Image Classification Techniques
Techniques that could be used to improve image classifiction
- 1. k-fold crossvalidation
- 2. Oversampling and undersampling
- 3. Techniques from fastbook Chapter 7
- 4. Techniques I learned from Zach's walkwithfastai imagewoof lecture
- 5. Softlabeling and progressive label correction
This is going to be my first blog. I would like to start by stating the motivation for starting this. The main reason for starting is because people I respect in the deep learning (DL) community have all advocated for blogging as part of the learning process. Hence, I am hoping to articulate my learning and understanding through these blogs. It also means I am open to anyone correcting my understanding as well as to add to my current understanding. My blog is mostly going to be around DL and fastai. This year one of my goals is to be around the fastai community so I could learn from the amazing people and the conversation that takes place there.
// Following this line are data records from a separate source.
//! JWT access-token generation and validation.
//!
//! Tokens are HS256-signed JWTs containing a [`Claims`] payload. There is no
//! refresh flow: a token stays valid until it expires and the client then
//! logs in again.

use jsonwebtoken::{decode, encode, DecodingKey, EncodingKey, Header, Validation};
use questlog_core::types::DbId;
use serde::{Deserialize, Serialize};
use uuid::Uuid;

/// JWT claims embedded in every access token.
#[derive(Debug, Serialize, Deserialize, Clone)]
pub struct Claims {
    /// Subject -- the user's internal database id.
    pub sub: DbId,
    /// Expiration time (UTC Unix timestamp).
    pub exp: i64,
    /// Issued-at time (UTC Unix timestamp).
    pub iat: i64,
    /// Unique token identifier (UUID v4) for audit.
    pub jti: String,
}

/// Configuration for JWT token generation and validation.
#[derive(Debug, Clone)]
pub struct JwtConfig {
    /// HMAC-SHA256 secret used to sign and verify tokens.
    pub secret: String,
    /// Token lifetime in hours (default: 720, i.e. 30 days).
    pub expiry_hours: i64,
}

/// Default token expiry in hours.
const DEFAULT_EXPIRY_HOURS: i64 = 720;

impl JwtConfig {
    /// Load JWT configuration from environment variables.
    ///
    /// | Env Var            | Required | Default |
    /// |--------------------|----------|---------|
    /// | `JWT_SECRET`       | **yes**  | --      |
    /// | `JWT_EXPIRY_HOURS` | no       | `720`   |
    ///
    /// # Panics
    ///
    /// Panics if `JWT_SECRET` is not set or is empty.
    pub fn from_env() -> Self {
        let secret =
            std::env::var("JWT_SECRET").expect("JWT_SECRET must be set in the environment");
        assert!(!secret.is_empty(), "JWT_SECRET must not be empty");

        let expiry_hours: i64 = std::env::var("JWT_EXPIRY_HOURS")
            .unwrap_or_else(|_| DEFAULT_EXPIRY_HOURS.to_string())
            .parse()
            .expect("JWT_EXPIRY_HOURS must be a valid i64");

        Self {
            secret,
            expiry_hours,
        }
    }

    /// Token lifetime in seconds.
    pub fn expires_in_secs(&self) -> i64 {
        self.expiry_hours * 3600
    }
}

/// Generate an HS256 access token for the given user.
pub fn generate_access_token(
    user_id: DbId,
    config: &JwtConfig,
) -> Result<String, jsonwebtoken::errors::Error> {
    let now = chrono::Utc::now().timestamp();

    let claims = Claims {
        sub: user_id,
        exp: now + config.expires_in_secs(),
        iat: now,
        jti: Uuid::new_v4().to_string(),
    };

    encode(
        &Header::default(), // HS256
        &claims,
        &EncodingKey::from_secret(config.secret.as_bytes()),
    )
}

/// Validate and decode an access token, returning the embedded [`Claims`].
///
/// Validates the signature and expiration automatically.
pub fn validate_token(
    token: &str,
    config: &JwtConfig,
) -> Result<Claims, jsonwebtoken::errors::Error> {
    let token_data = decode::<Claims>(
        token,
        &DecodingKey::from_secret(config.secret.as_bytes()),
        &Validation::default(), // HS256, validates exp
    )?;
    Ok(token_data.claims)
}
In this blog, we will go through methods/techniques that help in image classification tasks. The following are the techniques I have been learning and as much as I can I would reference where I learnt the techniques from so anyone could learn from the source. The examples/codes will be using the fastai library.
Image classification is possibly the first task one would encounter when learning DL. Image classification is a computer vision task where a model classifies an image. For example, a cat or dog classifier classifies whether an image is a cat or a dog.
The types of image classifiction tasks
- binary image classification - a task in which the model has to predict between two classes (eg. cat or dog)
- multi-class image classification - a classification task in which the model has to predict between n-classes (eg. cat, dog, horse or bear)
- multi-label image classification - a classification task in which the model has to predict between n-classes and in each prediction there can be one or more than one predictions. (eg. cat and dog)
Throughout this blog we will make use of the Plant Pathology dataset from Kaggle to understand how the different techniques can be applied.
So first, lets understand our dataset.
from google.colab import drive
drive.mount('/content/drive')
!pip uninstall fastai -q -y
!pip install fastai --upgrade -q
from fastai.vision.all import *
from sklearn.model_selection import StratifiedKFold
SEED=101
set_seed(SEED)
path = Path('/content/drive/MyDrive/colab_notebooks/fastai/plant_pathology/data')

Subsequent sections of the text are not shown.